I do not have 50,000 words of corpus lying around for me to reuse to my heart's content. So what I plan on doing is to extend the corpus by adding █ to the text I already have. The fluff justification here is that you're reading censored data about the world that Skynet had gathered. I'm not sure how much █ I can get away with using though, since having entire pages filled with █ will be boring to consume. Still, it's worth a shot.

EDIT: While "probable obsolesce and extinction at the hands of a potentially super-intelligent supercomputer" can be interpreted as a type of psychological horror story, it may be better to take Michael's words literally and ramp up the "pulp" nature of this sci-fi novel. So in addition to fighting Resistance agents, Skynet will also battle against aliens and zombies.

tra38 commented 7 years ago

It turns out that I won't get time to work on this project...at least for right now. Although I'm sure that my approach would likely be successful, I'm willing to let someone else "steal" this idea. And, of course, I can always be a NaNoGenMo rebel and work on this idea on a month that isn't November.

I'm closing this issue.

tra38 commented 6 years ago

Okay, so I am working on this project, if only to get it out of my mind and validate whether this approach actually works.

So I finally got a MVP novel done with some dummy Lorem Ipsum corpus. Here's the source code, and the novel text (wc says that the novel has 50,105 words). Output is actually looking slightly better than I expected, despite the nature of the test corpus. It should be fairly easy to swap out the test corpus with the "real" data.
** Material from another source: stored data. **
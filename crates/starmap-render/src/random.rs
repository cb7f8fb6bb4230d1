//! Knuth's subtractive generator, bit-compatible with the .NET `System.Random`
//! seeded constructor. Starfields and belt glyphs depend on its exact output
//! sequence, so tiles rendered elsewhere with the same seed line up.

const MBIG: i32 = i32::MAX;
const MSEED: i32 = 161_803_398;

#[derive(Debug, Clone)]
pub struct SubtractiveRng {
    seed_array: [i32; 56],
    inext: usize,
    inextp: usize,
}

impl SubtractiveRng {
    pub fn new(seed: i32) -> Self {
        let mut seed_array = [0i32; 56];
        let subtraction = if seed == i32::MIN { i32::MAX } else { seed.abs() };
        let mut mj = MSEED - subtraction;
        seed_array[55] = mj;
        let mut mk = 1i32;
        for i in 1..55 {
            let ii = (21 * i) % 55;
            seed_array[ii] = mk;
            mk = mj.wrapping_sub(mk);
            if mk < 0 {
                mk = mk.wrapping_add(MBIG);
            }
            mj = seed_array[ii];
        }
        for _ in 1..5 {
            for i in 1..56 {
                let v = seed_array[i].wrapping_sub(seed_array[1 + (i + 30) % 55]);
                seed_array[i] = if v < 0 { v.wrapping_add(MBIG) } else { v };
            }
        }
        Self { seed_array, inext: 0, inextp: 21 }
    }

    fn internal_sample(&mut self) -> i32 {
        let mut inext = self.inext + 1;
        if inext >= 56 {
            inext = 1;
        }
        let mut inextp = self.inextp + 1;
        if inextp >= 56 {
            inextp = 1;
        }

        let mut ret = self.seed_array[inext].wrapping_sub(self.seed_array[inextp]);
        if ret == MBIG {
            ret -= 1;
        }
        if ret < 0 {
            ret = ret.wrapping_add(MBIG);
        }

        self.seed_array[inext] = ret;
        self.inext = inext;
        self.inextp = inextp;
        ret
    }

    /// Uniform in `[0, 1)`.
    pub fn next_f64(&mut self) -> f64 {
        self.internal_sample() as f64 * (1.0 / MBIG as f64)
    }

    /// Uniform in `[0, 1)`, narrowed to `f32`.
    #[inline]
    pub fn next_f32(&mut self) -> f32 {
        self.next_f64() as f32
    }

    /// Non-negative integer below `i32::MAX`.
    #[inline]
    pub fn next_i32(&mut self) -> i32 {
        self.internal_sample()
    }

    /// Integer in `[0, max)`; `0` when `max <= 0`.
    pub fn next_below(&mut self, max: i32) -> i32 {
        if max <= 0 {
            return 0;
        }
        (self.next_f64() * max as f64) as i32
    }
}
use std::collections::HashMap;
use std::fmt;

use fontdue::layout::{CoordinateSystem, Layout, LayoutSettings, TextStyle};

use crate::coords::Vec2;

use super::approx_text_size;

/// Pixel size used for measurement; results are scaled back to the requested size.
const MEASURE_PX: f32 = 64.0;

/// Error returned by [`FontSystem::load_font`].
#[derive(Debug, Clone)]
pub struct FontLoadError(pub String);

impl fmt::Display for FontLoadError {
    fn fmt(&self, f: &mut fmt::Formatter<'_>) -> fmt::Result {
        write!(f, "font load error: {}", self.0)
    }
}

impl std::error::Error for FontLoadError {}

/// Coverage bitmap for one line of text.
///
/// `coverage` is row-major, `width * height` bytes. The box spans the full
/// line height, so anchoring it reproduces the measured text box.
#[derive(Debug, Clone)]
pub struct GlyphRun {
    pub width: u32,
    pub height: u32,
    pub coverage: Vec<u8>,
}

/// Owns the loaded fonts, keyed by family name.
///
/// Fonts are immutable after loading, so a `FontSystem` is shared between
/// concurrent renders behind an `Arc`. The first loaded family doubles as the
/// fallback for unknown family names.
#[derive(Default)]
pub struct FontSystem {
    fonts: Vec<fontdue::Font>,
    families: HashMap<String, usize>,
}

impl FontSystem {
    pub fn new() -> Self {
        Self::default()
    }

    /// Parses and stores a TrueType or OpenType font under `family`.
    ///
    /// Loading the same family twice replaces the earlier face.
    pub fn load_font(&mut self, family: &str, bytes: &[u8]) -> Result<(), FontLoadError> {
        let font = fontdue::Font::from_bytes(bytes, fontdue::FontSettings::default())
            .map_err(|e| FontLoadError(format!("{family}: {e}")))?;
        self.families.insert(family.to_owned(), self.fonts.len());
        self.fonts.push(font);
        log::debug!("loaded font family {family:?}");
        Ok(())
    }

    #[inline]
    pub fn is_empty(&self) -> bool {
        self.fonts.is_empty()
    }

    /// Returns the face for `family`, falling back to the first loaded face.
    pub(crate) fn resolve(&self, family: &str) -> Option<&fontdue::Font> {
        match self.families.get(family) {
            Some(&i) => self.fonts.get(i),
            None => self.fonts.first(),
        }
    }

    /// Size of the single-line box of `text` at `size`, in the same units as `size`.
    ///
    /// Layout is done at a fixed pixel size and divided back, so the result is
    /// independent of the zoom level the text is eventually drawn at.
    #[must_use]
    pub fn measure_text(&self, text: &str, family: &str, size: f32) -> Vec2 {
        let Some(font) = self.resolve(family) else {
            return approx_text_size(text, size);
        };
        let (w, h) = self.layout_extent(font, text, MEASURE_PX);
        Vec2::new(w, h) * (size / MEASURE_PX)
    }

    /// Rasterizes `text` at `px` pixels per em into a coverage bitmap.
    ///
    /// Returns `None` when no font is loaded or the text has no visible extent.
    pub fn rasterize_line(&self, text: &str, family: &str, px: f32) -> Option<GlyphRun> {
        let font = self.resolve(family)?;
        let px = px.max(1.0);
        let (w, h) = self.layout_extent(font, text, px);
        let width = w.ceil() as u32;
        let height = h.ceil() as u32;
        if width == 0 || height == 0 {
            return None;
        }

        let mut layout: Layout<()> = Layout::new(CoordinateSystem::PositiveYDown);
        layout.reset(&LayoutSettings::default());
        layout.append(&[font], &TextStyle::new(text, px, 0));

        let mut coverage = vec![0u8; (width * height) as usize];
        for g in layout.glyphs() {
            if !g.char_data.rasterize() || g.width == 0 || g.height == 0 {
                continue;
            }
            let (metrics, bitmap) = font.rasterize_config(g.key);
            let gx = g.x.round() as i64;
            let gy = g.y.round() as i64;
            for row in 0..metrics.height {
                let y = gy + row as i64;
                if y < 0 || y >= height as i64 {
                    continue;
                }
                for col in 0..metrics.width {
                    let x = gx + col as i64;
                    if x < 0 || x >= width as i64 {
                        continue;
                    }
                    let dst = &mut coverage[(y as u32 * width + x as u32) as usize];
                    *dst = (*dst).max(bitmap[row * metrics.width + col]);
                }
            }
        }

        Some(GlyphRun { width, height, coverage })
    }

    fn layout_extent(&self, font: &fontdue::Font, text: &str, px: f32) -> (f32, f32) {
        let mut layout: Layout<()> = Layout::new(CoordinateSystem::PositiveYDown);
        layout.reset(&LayoutSettings::default());
        layout.append(&[font], &TextStyle::new(text, px, 0));

        let line_height = font
            .horizontal_line_metrics(px)
            .map(|m| m.new_line_size)
            .unwrap_or(px * 1.2);

        // Pen position after each glyph rather than the bitmap edge, so
        // trailing advance is included the same way the layout wraps.
        let w = layout
            .glyphs()
            .iter()
            .map(|g| {
                let m = font.metrics_indexed(g.key.glyph_index, px);
                (g.x - m.xmin as f32 + m.advance_width).max(0.0)
            })
            .fold(0.0f32, f32::max);
        (w, layout.height().max(line_height))
    }
}

impl fmt::Debug for FontSystem {
    fn fmt(&self, f: &mut fmt::Formatter<'_>) -> fmt::Result {
        f.debug_struct("FontSystem")
            .field("families", &self.families.keys().collect::<Vec<_>>())
            .finish()
    }
}
//! Style configuration.
//!
//! A [`Stylesheet`] is built per (scale, options) pair, either from one of the
//! presets in [`presets`] or by hand, and is read-only while rendering. Each
//! pass reads its own [`StyleElement`] and returns early when it is not
//! visible.

mod highlight;
mod layers;
pub mod presets;
mod sector;

pub use highlight::{HighlightField, HighlightPattern};
pub use layers::{LayerId, LayerOrder};
pub use sector::{SectorStylesheet, StyleRule};

use std::str::FromStr;

use starmap_engine::coords::Vec2;
use starmap_engine::paint::{Color, Pen};
use starmap_engine::text::FontSpec;

use crate::options::{MapOptions, WorldDetails};

#[derive(Debug, Copy, Clone, PartialEq, Eq, Default)]
pub enum LineStyle {
    #[default]
    Solid,
    Dashed,
    Dotted,
    None,
}

impl FromStr for LineStyle {
    type Err = String;

    fn from_str(s: &str) -> Result<Self, Self::Err> {
        match s.to_ascii_lowercase().as_str() {
            "solid" => Ok(LineStyle::Solid),
            "dashed" => Ok(LineStyle::Dashed),
            "dotted" => Ok(LineStyle::Dotted),
            "none" => Ok(LineStyle::None),
            other => Err(format!("unknown line style {other:?}")),
        }
    }
}

/// Parsec grid geometry.
#[derive(Debug, Copy, Clone, PartialEq, Eq, Default)]
pub enum HexStyle {
    None,
    Square,
    #[default]
    Hex,
}

/// How micro borders trace their hexes.
#[derive(Debug, Copy, Clone, PartialEq, Eq, Default)]
pub enum MicroBorderStyle {
    #[default]
    Hex,
    Square,
    /// Smoothed through the midpoints of the hex outline.
    Curve,
}

/// Treatment drawn behind label text.
#[derive(Debug, Copy, Clone, PartialEq, Eq, Default)]
pub enum TextBackgroundStyle {
    #[default]
    None,
    Filled,
    Rectangle,
    Outline,
    Shadow,
}

/// Hex number format.
#[derive(Debug, Copy, Clone, PartialEq, Eq, Default)]
pub enum HexCoordinateStyle {
    #[default]
    Sector,
    Subsector,
}

/// Placement tweaks for a label.
#[derive(Debug, Clone, PartialEq)]
pub struct LabelStyle {
    /// Degrees, clockwise.
    pub rotation: f32,
    pub scale: Vec2,
    pub translation: Vec2,
    pub uppercase: bool,
    /// Break at spaces, one word per line.
    pub wrap: bool,
}

impl Default for LabelStyle {
    fn default() -> Self {
        Self {
            rotation: 0.0,
            scale: Vec2::new(1.0, 1.0),
            translation: Vec2::zero(),
            uppercase: false,
            wrap: false,
        }
    }
}

/// Everything one visual element needs.
#[derive(Debug, Clone, PartialEq)]
pub struct StyleElement {
    pub visible: bool,
    pub fill_color: Color,
    pub text_color: Color,
    pub text_highlight_color: Color,
    pub pen: Pen,
    pub font: FontSpec,
    pub small_font: FontSpec,
    pub medium_font: FontSpec,
    pub large_font: FontSpec,
    pub position: Vec2,
    pub text_style: LabelStyle,
    pub text_background_style: TextBackgroundStyle,
}

impl Default for StyleElement {
    fn default() -> Self {
        let font = FontSpec::new(DEFAULT_FONT, 1.0);
        Self {
            visible: false,
            fill_color: Color::TRANSPARENT,
            text_color: Color::TRANSPARENT,
            text_highlight_color: Color::TRANSPARENT,
            pen: Pen::new(Color::TRANSPARENT, 0.0),
            small_font: font.clone(),
            medium_font: font.clone(),
            large_font: font.clone(),
            font,
            position: Vec2::zero(),
            text_style: LabelStyle::default(),
            text_background_style: TextBackgroundStyle::None,
        }
    }
}

/// Font family every preset asks for; the font system falls back to its first face.
pub const DEFAULT_FONT: &str = "Sans";

#[derive(Debug, Clone)]
pub struct Stylesheet {
    pub scale: f32,
    pub options: MapOptions,

    pub background_color: Color,
    pub grayscale: bool,
    pub light_background: bool,
    pub deep_background_opacity: f32,
    pub rift_opacity: f32,

    /// World glyphs are drawn at this fraction of a hex.
    pub hex_content_scale: f32,
    /// Degrees applied to world glyphs.
    pub hex_rotation: f32,
    pub hex_style: HexStyle,
    pub hex_coordinate_style: HexCoordinateStyle,
    /// Number every hex from the parsec grid rather than only occupied ones.
    pub number_all_hexes: bool,

    pub micro_border_style: MicroBorderStyle,
    pub fill_micro_borders: bool,
    pub shade_micro_borders: bool,

    pub world_details: WorldDetails,
    pub show_zones_as_perimeters: bool,
    pub show_stellar_overlay: bool,
    /// Eye-candy mode: hydrographic images instead of discs.
    pub use_world_images: bool,
    pub lower_case_allegiance: bool,
    pub dim_unofficial_sectors: bool,

    /// World-space distance routes stop short of each endpoint.
    pub route_end_adjust: f32,
    /// Forces every route to one line style.
    pub override_line_style: Option<LineStyle>,
    pub highlight_pattern: Option<HighlightPattern>,

    pub layer_order: LayerOrder,

    pub background: StyleElement,
    pub nebula: StyleElement,
    pub galaxy: StyleElement,
    pub pseudo_random_stars: StyleElement,
    pub rifts: StyleElement,

    pub macro_borders: StyleElement,
    pub macro_routes: StyleElement,
    pub macro_names: StyleElement,
    pub capitals: StyleElement,
    pub mega_names: StyleElement,

    pub sector_grid: StyleElement,
    pub subsector_grid: StyleElement,
    pub parsec_grid: StyleElement,

    pub subsector_names: StyleElement,
    pub sector_names: StyleElement,

    pub micro_borders: StyleElement,
    pub micro_routes: StyleElement,

    pub worlds: StyleElement,
    pub hex_number: StyleElement,
    pub uwp: StyleElement,
    pub placeholder: StyleElement,
    pub world_water: StyleElement,
    pub world_no_water: StyleElement,
    pub amber_zone: StyleElement,
    pub red_zone: StyleElement,

    pub population_overlay: StyleElement,
    pub importance_overlay: StyleElement,
    pub capital_overlay: StyleElement,
    pub capital_overlay_alt_a: StyleElement,
    pub capital_overlay_alt_b: StyleElement,
    pub highlight_worlds: StyleElement,

    pub droyne_worlds: StyleElement,
    pub minor_homeworlds: StyleElement,
    pub ancients_worlds: StyleElement,
    pub review_status: StyleElement,
}

impl Stylesheet {
    /// The poster preset.
    pub fn new(scale: f32, options: MapOptions) -> Self {
        presets::poster(scale, options)
    }

    /// Length of one device pixel in world units.
    #[inline]
    pub fn one_pixel(&self) -> f32 {
        1.0 / self.scale
    }
}
//! Data sources the renderer queries but does not own.
//!
//! [`SpatialIndex`] answers "what is in this rectangle"; [`VectorAssets`]
//! supplies the named outlines drawn at galaxy scale. Both have in-memory
//! implementations for tests and the demo binary.

use std::cell::Cell;
use std::collections::HashMap;

use starmap_engine::coords::{Rect, Vec2};
use starmap_engine::path::Path;

use crate::astrometry;
use crate::model::{Route, Sector, World};
use crate::options::MapOptions;

/// Spatial queries over loaded map data. Rectangles are in world units.
pub trait SpatialIndex {
    fn sectors(&self, rect: Rect) -> Vec<&Sector>;

    fn worlds(&self, rect: Rect) -> Vec<&World>;

    /// Routes whose owning sector intersects `rect`, with that sector.
    fn routes(&self, rect: Rect) -> Vec<(&Sector, &Route)>;
}

/// Fraction of the tile size added on every side of a query by default.
pub const DEFAULT_SLOP: f32 = 0.1;

/// Tile-scoped view of a [`SpatialIndex`].
///
/// Queries cover the tile rectangle widened by the current slop factor.
/// Passes whose glyphs reach far beyond their hex widen it temporarily
/// through [`Selector::widen`].
pub struct Selector<'a> {
    index: &'a dyn SpatialIndex,
    rect: Rect,
    slop: Cell<f32>,
}

impl<'a> Selector<'a> {
    pub fn new(index: &'a dyn SpatialIndex, rect: Rect) -> Self {
        Self { index, rect, slop: Cell::new(DEFAULT_SLOP) }
    }

    #[inline]
    pub fn slop(&self) -> f32 {
        self.slop.get()
    }

    /// Sets the slop factor until the returned guard is dropped.
    pub fn widen(&self, slop: f32) -> SlopGuard<'_, 'a> {
        let previous = self.slop.replace(slop);
        SlopGuard { selector: self, previous }
    }

    /// Query rectangle under the current slop.
    pub fn query_rect(&self) -> Rect {
        let s = self.slop.get();
        self.rect
            .inflate(self.rect.width() * s, self.rect.height() * s)
    }

    pub fn sectors(&self) -> Vec<&'a Sector> {
        self.index.sectors(self.query_rect())
    }

    pub fn worlds(&self) -> Vec<&'a World> {
        self.index.worlds(self.query_rect())
    }

    pub fn routes(&self) -> Vec<(&'a Sector, &'a Route)> {
        self.index.routes(self.query_rect())
    }
}

/// Restores the previous slop factor on drop.
pub struct SlopGuard<'s, 'a> {
    selector: &'s Selector<'a>,
    previous: f32,
}

impl Drop for SlopGuard<'_, '_> {
    fn drop(&mut self) {
        self.selector.slop.set(self.previous);
    }
}

/// Linear-scan index over owned sectors.
#[derive(Debug, Default)]
pub struct MemoryIndex {
    sectors: Vec<Sector>,
}

impl MemoryIndex {
    pub fn new(sectors: Vec<Sector>) -> Self {
        Self { sectors }
    }

    pub fn push(&mut self, sector: Sector) {
        self.sectors.push(sector);
    }
}

impl SpatialIndex for MemoryIndex {
    fn sectors(&self, rect: Rect) -> Vec<&Sector> {
        self.sectors
            .iter()
            .filter(|s| astrometry::sector_bounds(s.x, s.y).intersects(rect))
            .collect()
    }

    fn worlds(&self, rect: Rect) -> Vec<&World> {
        self.sectors(rect)
            .into_iter()
            .flat_map(|s| s.worlds.iter())
            .filter(|w| rect.contains(w.center()))
            .collect()
    }

    fn routes(&self, rect: Rect) -> Vec<(&Sector, &Route)> {
        self.sectors(rect)
            .into_iter()
            .flat_map(|s| s.routes.iter().map(move |r| (s, r)))
            .collect()
    }
}

/// A named outline at galaxy scale: a polity border, a rift, a trade route.
#[derive(Debug, Clone, PartialEq)]
pub struct VectorObject {
    pub name: String,
    /// World units.
    pub points: Vec<Vec2>,
    pub closed: bool,
    /// Which display options this object belongs to.
    pub map_options: MapOptions,
    pub label: Option<String>,
    pub label_position: Vec2,
}

impl VectorObject {
    pub fn path(&self) -> Path {
        if self.closed {
            Path::polygon(&self.points)
        } else {
            Path::polyline(&self.points)
        }
    }
}

/// Capital or homeworld marker drawn at macro scale.
#[derive(Debug, Clone, PartialEq)]
pub struct WorldLabel {
    pub name: String,
    pub position: Vec2,
    pub map_options: MapOptions,
    /// Text offset from the marker, in world units.
    pub label_offset: Vec2,
}

pub trait VectorAssets {
    fn load_vector(&self, name: &str) -> Option<&VectorObject>;

    fn world_labels(&self) -> &[WorldLabel];
}

#[derive(Debug, Default)]
pub struct MemoryAssets {
    vectors: HashMap<String, VectorObject>,
    labels: Vec<WorldLabel>,
}

impl MemoryAssets {
    pub fn new() -> Self {
        Self::default()
    }

    pub fn insert_vector(&mut self, v: VectorObject) {
        self.vectors.insert(v.name.clone(), v);
    }

    pub fn push_label(&mut self, label: WorldLabel) {
        self.labels.push(label);
    }
}

impl VectorAssets for MemoryAssets {
    fn load_vector(&self, name: &str) -> Option<&VectorObject> {
        self.vectors.get(name)
    }

    fn world_labels(&self) -> &[WorldLabel] {
        &self.labels
    }
}

#[cfg(test)]
mod tests {
    use super::*;
    use crate::astrometry::{Hex, Location};
    use crate::model::World;

    fn index() -> MemoryIndex {
        let mut s = Sector::new(0, 0, "Core");
        s.worlds.push(World::new("Near", Location::new(0, 0, Hex::new(2, 2)), "A000000-0"));
        s.worlds.push(World::new("Far", Location::new(0, 0, Hex::new(30, 38)), "A000000-0"));
        s.routes.push(Route::new(Hex::new(2, 2), Hex::new(3, 3)));
        MemoryIndex::new(vec![s, Sector::new(5, 5, "Elsewhere")])
    }

    #[test]
    fn queries_filter_by_rect() {
        let idx = index();
        let rect = Rect::new(0.0, -40.0, 4.0, 4.0);
        assert_eq!(idx.sectors(rect).len(), 1);
        let names: Vec<_> = idx.worlds(rect).iter().map(|w| w.name.as_str()).collect();
        assert_eq!(names, vec!["Near"]);
        assert_eq!(idx.routes(rect).len(), 1);
    }

    #[test]
    fn slop_guard_restores() {
        let idx = index();
        let sel = Selector::new(&idx, Rect::new(0.0, -40.0, 4.0, 4.0));
        let narrow = sel.query_rect();
        {
            let _g = sel.widen(10.0);
            assert!(sel.query_rect().width() > narrow.width());
            assert_eq!(sel.worlds().len(), 2);
        }
        assert_eq!(sel.slop(), DEFAULT_SLOP);
        assert_eq!(sel.query_rect(), narrow);
    }
}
As an interesting aside, I am using machine learning for this project (ZombieWriter), since this may be a more scalable approach to combining multiple different corpuses together without me needing to bother with manually tagging each paragraph I wrote before I feed it into the Track Method or some other paragraph-shuffling algorithm. I'm not sure how much scalable it will actually be though...and obviously the program itself will run for a longer period of time.
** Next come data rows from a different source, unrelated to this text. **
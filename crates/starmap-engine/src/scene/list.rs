use crate::coords::{Affine, Rect, Vec2};
use crate::paint::{Color, Pen};
use crate::path::Path;
use crate::raster::Bitmap;
use crate::surface::Surface;
use crate::text::{approx_text_size, FontSpec, FontSystem, TextAnchor};

use std::sync::Arc;

use super::DrawCmd;

/// A single recorded command plus the state it was issued under.
#[derive(Debug, Clone, PartialEq)]
pub struct DrawItem {
    pub cmd: DrawCmd,
    /// Drawing space → device pixels at issue time.
    pub transform: Affine,
    /// Unmatched `save` calls at issue time.
    pub depth: usize,
    /// Number of clip paths in effect at issue time.
    pub clip_depth: usize,
}

#[derive(Debug, Clone, Copy)]
struct State {
    transform: Affine,
    clip_depth: usize,
}

/// Recording surface.
///
/// Performance characteristics:
/// - every surface call is an O(1) push
/// - `clear()` keeps allocated capacity for reuse
///
/// Text is measured with the attached [`FontSystem`] when one is given,
/// otherwise with [`approx_text_size`], so layouts are deterministic in tests.
#[derive(Debug, Default)]
pub struct DrawList {
    items: Vec<DrawItem>,
    current: State,
    stack: Vec<State>,
    max_depth: usize,
    unbalanced_restores: usize,
    fonts: Option<Arc<FontSystem>>,
}

impl Default for State {
    fn default() -> Self {
        Self { transform: Affine::IDENTITY, clip_depth: 0 }
    }
}

impl DrawList {
    #[inline]
    pub fn new() -> Self {
        Self::default()
    }

    /// Recording surface that measures text with real font metrics.
    pub fn with_fonts(fonts: Arc<FontSystem>) -> Self {
        Self { fonts: Some(fonts), ..Self::default() }
    }

    /// Clears recorded items and the state stack. Keeps allocated capacity for reuse.
    pub fn clear(&mut self) {
        self.items.clear();
        self.stack.clear();
        self.current = State::default();
        self.max_depth = 0;
        self.unbalanced_restores = 0;
    }

    /// Returns items in issue order.
    #[inline]
    pub fn items(&self) -> &[DrawItem] {
        &self.items
    }

    /// Items that put pixels on the surface.
    pub fn paint_items(&self) -> impl Iterator<Item = &DrawItem> {
        self.items.iter().filter(|i| i.cmd.is_paint())
    }

    /// Deepest save stack observed.
    #[inline]
    pub fn max_depth(&self) -> usize {
        self.max_depth
    }

    /// `restore` calls that had no matching `save`.
    #[inline]
    pub fn unbalanced_restores(&self) -> usize {
        self.unbalanced_restores
    }

    /// Debug markers in issue order.
    pub fn markers(&self) -> Vec<&str> {
        self.items
            .iter()
            .filter_map(|i| match &i.cmd {
                DrawCmd::Marker(m) => Some(m.as_str()),
                _ => None,
            })
            .collect()
    }

    /// Items issued after `marker` and before the next marker.
    ///
    /// Empty when the marker was never inserted.
    pub fn section(&self, marker: &str) -> &[DrawItem] {
        let start = self
            .items
            .iter()
            .position(|i| matches!(&i.cmd, DrawCmd::Marker(m) if m == marker));
        let Some(start) = start else {
            return &[];
        };
        let end = self.items[start + 1..]
            .iter()
            .position(|i| matches!(i.cmd, DrawCmd::Marker(_)))
            .map_or(self.items.len(), |p| start + 1 + p);
        &self.items[start + 1..end]
    }

    #[inline]
    fn push(&mut self, cmd: DrawCmd) {
        self.items.push(DrawItem {
            cmd,
            transform: self.current.transform,
            depth: self.stack.len(),
            clip_depth: self.current.clip_depth,
        });
    }
}

impl Surface for DrawList {
    fn save(&mut self) {
        self.push(DrawCmd::Save);
        self.stack.push(self.current);
        self.max_depth = self.max_depth.max(self.stack.len());
    }

    fn restore(&mut self) {
        debug_assert!(!self.stack.is_empty(), "restore called without matching save");
        match self.stack.pop() {
            Some(state) => {
                self.current = state;
                self.push(DrawCmd::Restore);
            }
            None => self.unbalanced_restores += 1,
        }
    }

    #[inline]
    fn depth(&self) -> usize {
        self.stack.len()
    }

    #[inline]
    fn transform(&self) -> Affine {
        self.current.transform
    }

    #[inline]
    fn set_transform(&mut self, m: Affine) {
        self.current.transform = m;
    }

    fn clip_path(&mut self, path: &Path) {
        self.current.clip_depth += 1;
        self.push(DrawCmd::Clip(path.clone()));
    }

    fn fill_path(&mut self, path: &Path, color: Color) {
        self.push(DrawCmd::Fill { path: path.clone(), color });
    }

    fn stroke_path(&mut self, path: &Path, pen: &Pen) {
        self.push(DrawCmd::Stroke { path: path.clone(), pen: pen.clone() });
    }

    fn draw_text(&mut self, text: &str, font: &FontSpec, at: Vec2, anchor: TextAnchor, color: Color) {
        let size = self.measure_text(text, font);
        self.push(DrawCmd::Text {
            text: text.to_owned(),
            font: font.clone(),
            origin: at + anchor.offset(size),
            size,
            color,
        });
    }

    fn measure_text(&self, text: &str, font: &FontSpec) -> Vec2 {
        match &self.fonts {
            Some(fonts) => fonts.measure_text(text, &font.family, font.size),
            None => approx_text_size(text, font.size),
        }
    }

    fn draw_image(&mut self, image: &Bitmap, dest: Rect, opacity: f32) {
        self.push(DrawCmd::Image {
            dest,
            width: image.width(),
            height: image.height(),
            opacity,
        });
    }

    fn insert_debug_marker(&mut self, label: &str) {
        self.push(DrawCmd::Marker(label.to_owned()));
    }
}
Fun Fact - I originally attempted to upload my novel onto GitHub Gists, only for GitHub to not actually allow me to open my novel because it's "taking too long to load". This seems very odd, and I need to investigate why this type of novel seems pretty huge when I'm able to upload other 50K novels onto GitHub Gists without any difficulty.

tra38 commented 6 years ago

Time to declare the project complete.

I was only able to merge 2 1/8 of my Skynet Terminator stories before getting tired of copying and pasting text into the CSV file. It turns out merging a bunch of different stories together doesn't actually lead to coherent output (requiring me to write more hand-written text to justify the addition of previous hand-written text)...and I didn't actually have much material pre-written anyway (so I had to supplement it with some sci-fi speculation from across the Internet). You still got enough of your lovely pulp sci-fi, though the novel is probably more of a description of a sci-fi setting rather than a functioning story.

The results does seem readable, although the "censored bar" gimmick does get old fast. I also noticed that ZombieWriter (like most machine learning approaches) requires a lot of input data before the results become interesting to consume. Whether that is because ZombieWriter need the data to properly categorize the different paragraphs, or ZombieWriter needs the data to 'paper over' its faults by posting an evocative paragraph in lieu of something sensible...well, I'm not a machine learning expert, so I can't tell for sure.